Sunday, November 18, 2018

The Blue Stones Allegory by Isak Dineson Review


The story 'The Blue Stones' represents a genre of allegory. The allegory includes two levels: a literal and symbolic. The literal level is about ordinary life, everyday routine and so on. The symbolic level represents the moral of the story.


The story was written by Isak Dineson. She was born in Denmark and spent most of her life in British East Africa, now Kenya. Dinesen is best known for her autobiographical narration published in 1937 'Out of Africa'. Another famous book, 'Seven Gothic Tales' includes the stories set in Europe hundreds of years ago.


The story 'The Blue Stones' is short and it seems simple. The skipper named his ship after his wife, "He had the figurehead of it beautifully carved, just like her, and the hair of it gilt". His wife was jealous about his passion, she even thought that he liked the ship more than her.


During one adventure he helped the king of savages and he was bestowed by the two precious blue stones. As such, it seemed as if his ship had found eyes. The wife was jealous about these stones so much that she secretly replaced them with false stones and kept the original ones at home.

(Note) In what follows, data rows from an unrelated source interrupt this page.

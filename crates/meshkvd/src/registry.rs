//! Peer registry fed by signed announcements

use meshkv_core::crypto::verify_announce;
use meshkv_core::types::{AnnounceMessage, PeerId, PeerRecord, MIN_TIMESTAMP_TOLERANCE_SECS, PEER_EXPIRY_SECS};
use parking_lot::RwLock;
use std::collections::HashMap;
use thiserror::Error;
use tracing::{debug, info};

/// Why an announcement was not ingested
#[derive(Debug, Error, Clone, PartialEq, Eq)]
pub enum RegistryError {
    #[error("Bad announcement signature")]
    BadSignature,
    #[error("Announcement from ourselves")]
    SelfAnnounce,
    #[error("Announcement not newer than the last one seen")]
    Replay,
    #[error("Announcement timestamp {0} outside the accepted window")]
    OutOfWindow(i64),
}

/// Outcome of ingesting an announcement
#[derive(Debug, Clone, PartialEq, Eq)]
pub enum IngestOutcome {
    /// First announcement from this peer
    New,
    /// Known peer refreshed
    Refreshed,
    /// Dropped
    Ignored(RegistryError),
}

#[derive(Debug, Clone)]
struct Known {
    record: PeerRecord,
    /// Sender timestamp of the newest accepted announcement
    last_sender_ts: i64,
}

/// Registry of discovered peers
pub struct PeerRegistry {
    local_id: PeerId,
    peers: RwLock<HashMap<PeerId, Known>>,
}

impl PeerRegistry {
    pub fn new(local_id: PeerId) -> Self {
        Self {
            local_id,
            peers: RwLock::new(HashMap::new()),
        }
    }

    /// Verify and record an announcement received at `now` (unix ms)
    pub fn ingest_announce(&self, announce: &AnnounceMessage, now: i64) -> IngestOutcome {
        let body = &announce.body;
        if body.node_id == self.local_id {
            return IngestOutcome::Ignored(RegistryError::SelfAnnounce);
        }
        if verify_announce(announce).is_err() {
            return IngestOutcome::Ignored(RegistryError::BadSignature);
        }
        let oldest = now.saturating_sub(PEER_EXPIRY_SECS * 1000);
        let newest = now.saturating_add(MIN_TIMESTAMP_TOLERANCE_SECS * 1000);
        if body.timestamp < oldest || body.timestamp > newest {
            return IngestOutcome::Ignored(RegistryError::OutOfWindow(body.timestamp));
        }

        let mut peers = self.peers.write();
        match peers.get_mut(&body.node_id) {
            Some(known) => {
                if body.timestamp <= known.last_sender_ts {
                    return IngestOutcome::Ignored(RegistryError::Replay);
                }
                known.last_sender_ts = body.timestamp;
                let record = &mut known.record;
                record.network_address = body.network_address.clone();
                record.region = body.region.clone();
                record.client_version = body.client_version.clone();
                record.is_mobile = body.is_mobile;
                record.last_announce_at = now;
                IngestOutcome::Refreshed
            }
            None => {
                let record = PeerRecord {
                    node_id: body.node_id,
                    public_key: body.public_key,
                    network_address: body.network_address.clone(),
                    region: body.region.clone(),
                    client_version: body.client_version.clone(),
                    last_announce_at: now,
                    latency_ms: None,
                    is_mobile: body.is_mobile,
                };
                peers.insert(
                    body.node_id,
                    Known {
                        record,
                        last_sender_ts: body.timestamp,
                    },
                );
                info!("Discovered peer {}", body.node_id.short());
                IngestOutcome::New
            }
        }
    }

    /// Remove peers silent for longer than the expiry window
    pub fn sweep_expired(&self, now: i64) -> Vec<PeerId> {
        let cutoff = PEER_EXPIRY_SECS * 1000;
        let mut expired = Vec::new();
        self.peers.write().retain(|id, known| {
            let keep = now - known.record.last_announce_at <= cutoff;
            if !keep {
                expired.push(*id);
            }
            keep
        });
        for id in &expired {
            debug!("Peer {} expired", id.short());
        }
        expired
    }

    /// Record a latency measurement. Returns false for unknown peers.
    pub fn update_latency(&self, peer: &PeerId, latency_ms: u64) -> bool {
        match self.peers.write().get_mut(peer) {
            Some(known) => {
                known.record.latency_ms = Some(latency_ms);
                true
            }
            None => false,
        }
    }

    pub fn get(&self, peer: &PeerId) -> Option<PeerRecord> {
        self.peers.read().get(peer).map(|k| k.record.clone())
    }

    /// All known peers, most recently heard first
    pub fn peers(&self) -> Vec<PeerRecord> {
        let mut records: Vec<PeerRecord> = self
            .peers
            .read()
            .values()
            .map(|k| k.record.clone())
            .collect();
        records.sort_by(|a, b| b.last_announce_at.cmp(&a.last_announce_at));
        records
    }

    /// Number of discovered, unexpired peers
    pub fn discovered_count(&self) -> usize {
        self.peers.read().len()
    }

    pub fn stats(&self) -> RegistryStats {
        let peers = self.peers.read();
        RegistryStats {
            discovered: peers.len(),
            mobile: peers.values().filter(|k| k.record.is_mobile).count(),
            with_latency: peers
                .values()
                .filter(|k| k.record.latency_ms.is_some())
                .count(),
        }
    }
}

/// Registry statistics
#[derive(Debug, Clone)]
pub struct RegistryStats {
    pub discovered: usize,
    pub mobile: usize,
    pub with_latency: usize,
}

#[cfg(test)]
mod tests {
    use super::*;
    use meshkv_core::crypto::{sign_announce, KeyPair};
    use meshkv_core::types::AnnounceBody;

    fn announce(keys: &KeyPair, timestamp: i64) -> AnnounceMessage {
        let body = AnnounceBody {
            node_id: keys.peer_id(),
            public_key: keys.public_key(),
            network_address: Some("10.0.0.1:9100".into()),
            region: Some("eu".into()),
            client_version: Some("test".into()),
            is_mobile: true,
            timestamp,
            known_peers: vec![],
        };
        sign_announce(keys, body).unwrap()
    }

    #[test]
    fn test_ingest_and_refresh() {
        let registry = PeerRegistry::new(KeyPair::generate().peer_id());
        let peer = KeyPair::generate();
        let now = 1_000_000;

        assert_eq!(registry.ingest_announce(&announce(&peer, now), now), IngestOutcome::New);
        assert_eq!(registry.discovered_count(), 1);

        let later = now + 10_000;
        assert_eq!(
            registry.ingest_announce(&announce(&peer, later), later),
            IngestOutcome::Refreshed
        );
        assert_eq!(registry.get(&peer.peer_id()).unwrap().last_announce_at, later);
        assert_eq!(registry.stats().mobile, 1);
    }

    #[test]
    fn test_replay_and_forgery_ignored() {
        let registry = PeerRegistry::new(KeyPair::generate().peer_id());
        let peer = KeyPair::generate();
        let now = 5_000_000;
        let msg = announce(&peer, now);

        registry.ingest_announce(&msg, now);
        assert_eq!(
            registry.ingest_announce(&msg, now + 1),
            IngestOutcome::Ignored(RegistryError::Replay)
        );

        let mut forged = announce(&peer, now + 5);
        forged.body.region = Some("us".into());
        assert_eq!(
            registry.ingest_announce(&forged, now + 5),
            IngestOutcome::Ignored(RegistryError::BadSignature)
        );

        let stale = announce(&KeyPair::generate(), now - PEER_EXPIRY_SECS * 1000 - 1);
        assert!(matches!(
            registry.ingest_announce(&stale, now),
            IngestOutcome::Ignored(RegistryError::OutOfWindow(_))
        ));
    }

    #[test]
    fn test_self_announce_ignored() {
        let me = KeyPair::generate();
        let registry = PeerRegistry::new(me.peer_id());
        assert_eq!(
            registry.ingest_announce(&announce(&me, 10), 10),
            IngestOutcome::Ignored(RegistryError::SelfAnnounce)
        );
        assert_eq!(registry.discovered_count(), 0);
    }

    #[test]
    fn test_expiry_boundary_and_reset() {
        let registry = PeerRegistry::new(KeyPair::generate().peer_id());
        let peer = KeyPair::generate();
        let t0 = 10_000_000;
        registry.ingest_announce(&announce(&peer, t0), t0);

        // Exactly at the window edge the peer survives
        assert!(registry.sweep_expired(t0 + PEER_EXPIRY_SECS * 1000).is_empty());

        // Re-announcing resets its age
        let t1 = t0 + 200_000;
        registry.ingest_announce(&announce(&peer, t1), t1);
        assert!(registry.sweep_expired(t0 + PEER_EXPIRY_SECS * 1000 + 1).is_empty());

        let expired = registry.sweep_expired(t1 + PEER_EXPIRY_SECS * 1000 + 1);
        assert_eq!(expired, vec![peer.peer_id()]);
        assert!(registry.peers().is_empty());
    }

    #[test]
    fn test_latency_update() {
        let registry = PeerRegistry::new(KeyPair::generate().peer_id());
        let peer = KeyPair::generate();
        assert!(!registry.update_latency(&peer.peer_id(), 12));
        registry.ingest_announce(&announce(&peer, 1_000), 1_000);
        assert!(registry.update_latency(&peer.peer_id(), 12));
        assert_eq!(registry.get(&peer.peer_id()).unwrap().latency_ms, Some(12));
    }
}
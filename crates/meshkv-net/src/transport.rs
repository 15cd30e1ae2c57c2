//! Transport abstraction
//!
//! A transport owns authenticated sessions to peers and exchanges frames
//! over them. Inbound activity is reported on an event channel handed out
//! when the transport is created.

use crate::framing::{Frame, FrameError};
use crate::handshake::HandshakeError;
use crate::peer::PeerAddr;
use async_trait::async_trait;
use meshkv_core::types::PeerId;
use std::net::SocketAddr;
use std::sync::Arc;
use thiserror::Error;
use tokio::sync::mpsc;
use tracing::debug;

/// Capacity of per-transport event channels
pub const EVENT_CHANNEL_CAPACITY: usize = 1024;

/// Transport errors
#[derive(Debug, Error)]
pub enum TransportError {
    #[error("IO error: {0}")]
    Io(#[from] std::io::Error),
    #[error("QUIC error: {0}")]
    Quic(String),
    #[error("TLS setup error: {0}")]
    Tls(String),
    #[error("Handshake failed: {0}")]
    Handshake(#[from] HandshakeError),
    #[error("Connection closed")]
    ConnectionClosed,
    #[error("Frame error: {0}")]
    Frame(#[from] FrameError),
    #[error("Peer not connected: {0}")]
    PeerNotFound(PeerId),
    #[error("Address cannot be dialed by this transport: {0}")]
    Unroutable(PeerAddr),
    #[error("Send queue full for peer {0}")]
    Backpressure(PeerId),
    #[error("Transport is shut down")]
    Shutdown,
    #[error("Timed out")]
    Timeout,
}

/// Event from the transport layer
#[derive(Debug)]
pub enum TransportEvent {
    /// New authenticated session
    PeerConnected { peer_id: PeerId, addr: Option<SocketAddr> },
    /// Session ended
    PeerDisconnected(PeerId),
    /// Frame received from peer
    FrameReceived { from: PeerId, frame: Frame },
}

/// Point-to-point session layer used by the node
#[async_trait]
pub trait Transport: Send + Sync {
    /// Our network identity
    fn local_id(&self) -> PeerId;

    /// Bound socket address, if the transport has one
    fn local_addr(&self) -> Option<SocketAddr>;

    /// Open (or reuse) a session and return the authenticated peer
    async fn connect(&self, addr: &PeerAddr) -> Result<PeerId, TransportError>;

    /// Queue a frame for a directly connected peer
    async fn send(&self, to: &PeerId, frame: Frame) -> Result<(), TransportError>;

    /// Peers with a live session
    fn connected_peers(&self) -> Vec<PeerId>;

    /// Check for a live session
    fn is_connected(&self, peer: &PeerId) -> bool {
        self.connected_peers().contains(peer)
    }

    /// Close the session with a peer, if any
    async fn disconnect(&self, peer: &PeerId);

    /// Close every session and stop accepting new ones
    async fn shutdown(&self);

    /// Queue a frame for every connected peer except `except`.
    /// Returns how many peers accepted it.
    async fn broadcast(&self, frame: Frame, except: Option<PeerId>) -> usize {
        let mut sent = 0;
        for peer in self.connected_peers() {
            if Some(peer) == except {
                continue;
            }
            match self.send(&peer, frame.clone()).await {
                Ok(()) => sent += 1,
                Err(e) => debug!("Broadcast to {} failed: {}", peer.short(), e),
            }
        }
        sent
    }
}

/// A started transport together with its event stream
pub struct TransportHandle {
    pub transport: Arc<dyn Transport>,
    pub events: mpsc::Receiver<TransportEvent>,
}

impl TransportHandle {
    pub fn new(transport: Arc<dyn Transport>, events: mpsc::Receiver<TransportEvent>) -> Self {
        Self { transport, events }
    }
}
//! Latency probes keyed by nonce

use meshkv_core::types::PeerId;
use parking_lot::Mutex;
use rand::Rng;
use std::collections::HashMap;
use std::time::{Duration, Instant};
use tokio::sync::oneshot;

/// How long an unanswered probe stays pending
pub const LATENCY_PROBE_TIMEOUT: Duration = Duration::from_secs(10);

struct PendingProbe {
    peer: PeerId,
    sent: Instant,
    /// Dropping this ends the probe's timeout task
    _cancel: oneshot::Sender<()>,
}

/// Tracks outstanding latency requests
pub struct LatencyProber {
    pending: Mutex<HashMap<u64, PendingProbe>>,
    timeout: Duration,
}

impl LatencyProber {
    pub fn new(timeout: Duration) -> Self {
        Self {
            pending: Mutex::new(HashMap::new()),
            timeout,
        }
    }

    pub fn timeout(&self) -> Duration {
        self.timeout
    }

    /// Register a probe to `peer`.
    ///
    /// Returns the nonce and a receiver that resolves once the probe is
    /// answered, expired or cancelled.
    pub fn register(&self, peer: PeerId) -> (u64, oneshot::Receiver<()>) {
        let (tx, rx) = oneshot::channel();
        let mut pending = self.pending.lock();
        let mut rng = rand::thread_rng();
        let nonce = loop {
            let candidate: u64 = rng.gen();
            if !pending.contains_key(&candidate) {
                break candidate;
            }
        };
        pending.insert(
            nonce,
            PendingProbe {
                peer,
                sent: Instant::now(),
                _cancel: tx,
            },
        );
        (nonce, rx)
    }

    /// Match a response. Returns the one-way latency (RTT/2) in milliseconds.
    ///
    /// Responses from a peer other than the one probed are ignored.
    pub fn complete(&self, nonce: u64, from: &PeerId) -> Option<u64> {
        let mut pending = self.pending.lock();
        match pending.get(&nonce) {
            Some(probe) if probe.peer == *from => {}
            _ => return None,
        }
        let probe = pending.remove(&nonce)?;
        let rtt = probe.sent.elapsed();
        Some((rtt.as_millis() / 2) as u64)
    }

    /// Drop a probe that ran out of time. Returns the probed peer.
    pub fn expire(&self, nonce: u64) -> Option<PeerId> {
        self.pending.lock().remove(&nonce).map(|probe| probe.peer)
    }

    /// Abandon every pending probe
    pub fn cancel_all(&self) -> usize {
        let mut pending = self.pending.lock();
        let count = pending.len();
        pending.clear();
        count
    }

    pub fn pending_count(&self) -> usize {
        self.pending.lock().len()
    }
}

#[cfg(test)]
mod tests {
    use super::*;

    fn peer(byte: u8) -> PeerId {
        PeerId([byte; 32])
    }

    #[test]
    fn test_complete_matches_peer() {
        let prober = LatencyProber::new(LATENCY_PROBE_TIMEOUT);
        let (nonce, _rx) = prober.register(peer(1));

        assert_eq!(prober.complete(nonce, &peer(2)), None);
        assert_eq!(prober.pending_count(), 1);

        assert!(prober.complete(nonce, &peer(1)).is_some());
        assert_eq!(prober.pending_count(), 0);
        assert_eq!(prober.complete(nonce, &peer(1)), None);
    }

    #[test]
    fn test_expired_probe_is_not_counted() {
        let prober = LatencyProber::new(Duration::from_millis(1));
        let (nonce, _rx) = prober.register(peer(3));
        assert_eq!(prober.expire(nonce), Some(peer(3)));
        assert_eq!(prober.complete(nonce, &peer(3)), None);
    }

    #[tokio::test]
    async fn test_cancel_all_releases_waiters() {
        let prober = LatencyProber::new(LATENCY_PROBE_TIMEOUT);
        let (_, rx1) = prober.register(peer(1));
        let (_, rx2) = prober.register(peer(2));

        assert_eq!(prober.cancel_all(), 2);
        assert!(rx1.await.is_err());
        assert!(rx2.await.is_err());
    }
}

Soon after that, the wife found that her eyesight was growing worse, and she could not see to thread a needle. She was going blind; she cried, "I should have the glass taken out, and the jewels put back." She wanted to do it but it was not possible. This sailing was last for her husband. She got a letter from the Consul of Portugal, that the ship had wrecked, "And it was a very strange thing, the Consul wrote, that in broad daylight she had run straight into a tall rock, rising out of the sea."


Every reader could make their own conclusion about the moral of the story and maybe find some parallels according to their own life's experience.